//! Resource access layer
//!
//! Composes the TTL cache, the sliding-window rate limiter, and the retrying
//! transport into a single `fetch` entry point with the serve-stale policy:
//!
//! 1. a valid cache hit short-circuits (no network, no limiter charge);
//! 2. a limiter denial transparently resolves to the last cached value, valid or
//!    not, or `None` when nothing was ever cached;
//! 3. otherwise the transport call runs under the retry budget; success is
//!    recorded against the limiter and cached;
//! 4. a final failure falls back to any cached value (stale-while-erroring) and
//!    only propagates when the cache holds nothing for the key.

pub mod retry;
pub mod transport;

pub use retry::{with_retry, RetryConfig, RetryDecision, RetryableError};
pub use transport::{Endpoint, HttpTransport, Transport, TransportResponse};

use crate::cache::{CacheStore, FreshnessTier};
use crate::clock::Clock;
use crate::ratelimit::SlidingWindowLimiter;
use crate::{Result, StormdeckError};
use serde_json::Value;
use std::sync::{Arc, Mutex};
use std::time::Duration;

/// Validate a response payload before it enters the cache
///
/// The provider speaks JSON objects and arrays; null or scalar bodies signal a
/// malformed response and are rejected before being trusted as data.
fn validate_payload(body: &Value) -> Result<()> {
    match body {
        Value::Object(_) | Value::Array(_) => Ok(()),
        Value::Null => Err(StormdeckError::Validation(
            "null response payload".to_string(),
        )),
        other => Err(StormdeckError::Validation(format!(
            "expected object or array, got {}",
            other
        ))),
    }
}

/// Cache-and-limit-aware fetch layer over an injected transport
///
/// The cache and limiter sit behind mutexes so that independent resources can be
/// fetched concurrently; locks are only held for map lookups, never across an
/// await point.
pub struct AccessLayer {
    cache: Mutex<CacheStore<Value>>,
    limiter: Mutex<SlidingWindowLimiter>,
    transport: Arc<dyn Transport>,
    retry: RetryConfig,
}

impl AccessLayer {
    pub fn new(transport: Arc<dyn Transport>, clock: Arc<dyn Clock>) -> Self {
        Self::with_parts(
            transport,
            CacheStore::new(clock.clone()),
            SlidingWindowLimiter::new(clock),
            RetryConfig::default(),
        )
    }

    /// Assemble from explicitly constructed parts (dependency injection seam)
    pub fn with_parts(
        transport: Arc<dyn Transport>,
        cache: CacheStore<Value>,
        limiter: SlidingWindowLimiter,
        retry: RetryConfig,
    ) -> Self {
        Self {
            cache: Mutex::new(cache),
            limiter: Mutex::new(limiter),
            transport,
            retry,
        }
    }

    /// Fetch a logical resource, caching the result with the given TTL
    ///
    /// `Ok(None)` means the request was locally rate limited and no cached value
    /// exists; rate limiting is never surfaced as an error.
    pub async fn fetch(&self, endpoint: &Endpoint, ttl: Duration) -> Result<Option<Value>> {
        let key = endpoint.key();

        // Valid cache hit: no network, no limiter charge
        {
            let mut cache = self.cache.lock().expect("cache lock poisoned");
            if cache.is_valid(&key) {
                tracing::debug!(key = %key, "Serving valid cached value");
                return Ok(cache.get(&key));
            }
        }

        // Locally throttled: serve whatever we have, valid or not
        {
            let mut limiter = self.limiter.lock().expect("limiter lock poisoned");
            if !limiter.can_make_request(&key) {
                let wait = limiter.time_until_next_request(&key);
                drop(limiter);
                tracing::debug!(
                    key = %key,
                    wait_secs = wait.as_secs(),
                    "Rate limited, serving stale cached value"
                );
                let cache = self.cache.lock().expect("cache lock poisoned");
                return Ok(cache.peek_any(&key));
            }
        }

        let path = endpoint.path();
        let outcome = with_retry(&self.retry, &key, || self.request_once(&path)).await;

        match outcome {
            Ok(value) => {
                self.limiter
                    .lock()
                    .expect("limiter lock poisoned")
                    .record_request(&key);
                self.cache
                    .lock()
                    .expect("cache lock poisoned")
                    .set(key, value.clone(), ttl);
                Ok(Some(value))
            }
            Err(e) => {
                let stale = self
                    .cache
                    .lock()
                    .expect("cache lock poisoned")
                    .peek_any(&key);
                match stale {
                    Some(value) => {
                        tracing::warn!(
                            key = %key,
                            error = %e,
                            "Fetch failed, serving stale cached value"
                        );
                        Ok(Some(value))
                    }
                    None => {
                        tracing::error!(key = %key, error = %e, "Fetch failed with no fallback");
                        Err(e)
                    }
                }
            }
        }
    }

    /// One transport round-trip with status interpretation and shape validation
    async fn request_once(&self, path: &str) -> Result<Value> {
        let response = self.transport.request(path).await?;

        match response.status {
            200..=299 => {
                validate_payload(&response.body)?;
                Ok(response.body)
            }
            status @ 500..=599 => Err(StormdeckError::Upstream {
                status,
                message: format!("server error on {}", path),
            }),
            status => Err(StormdeckError::Upstream {
                status,
                message: format!("request to {} rejected", path),
            }),
        }
    }

    /// Display freshness of a resource's cached value
    pub fn freshness(&self, endpoint: &Endpoint) -> FreshnessTier {
        self.cache
            .lock()
            .expect("cache lock poisoned")
            .freshness(&endpoint.key())
    }

    /// Remaining request budget for a resource in the current window
    pub fn remaining_requests(&self, endpoint: &Endpoint) -> u32 {
        self.limiter
            .lock()
            .expect("limiter lock poisoned")
            .remaining_requests(&endpoint.key())
    }

    /// Drop cached state for one resource, or everything
    pub fn invalidate(&self, endpoint: Option<&Endpoint>) {
        let mut cache = self.cache.lock().expect("cache lock poisoned");
        match endpoint {
            Some(endpoint) => cache.clear(Some(&endpoint.key())),
            None => cache.clear(None),
        }
    }

    /// Direct transport probe, bypassing cache, limiter, and retries
    pub(crate) async fn probe(&self, endpoint: &Endpoint) -> Result<TransportResponse> {
        self.transport.request(&endpoint.path()).await
    }
}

▶ [Activity]:
Starting at the first line of the records, print each line exactly, stopping after the line that contains "no limiter charge);".

▶ [Answer for the task]:
//! Resource access layer
//!
//! Composes the TTL cache, the sliding-window rate limiter, and the retrying
//! transport into a single `fetch` entry point with the serve-stale policy:
//!
//! 1. a valid cache hit short-circuits (no network, no limiter charge);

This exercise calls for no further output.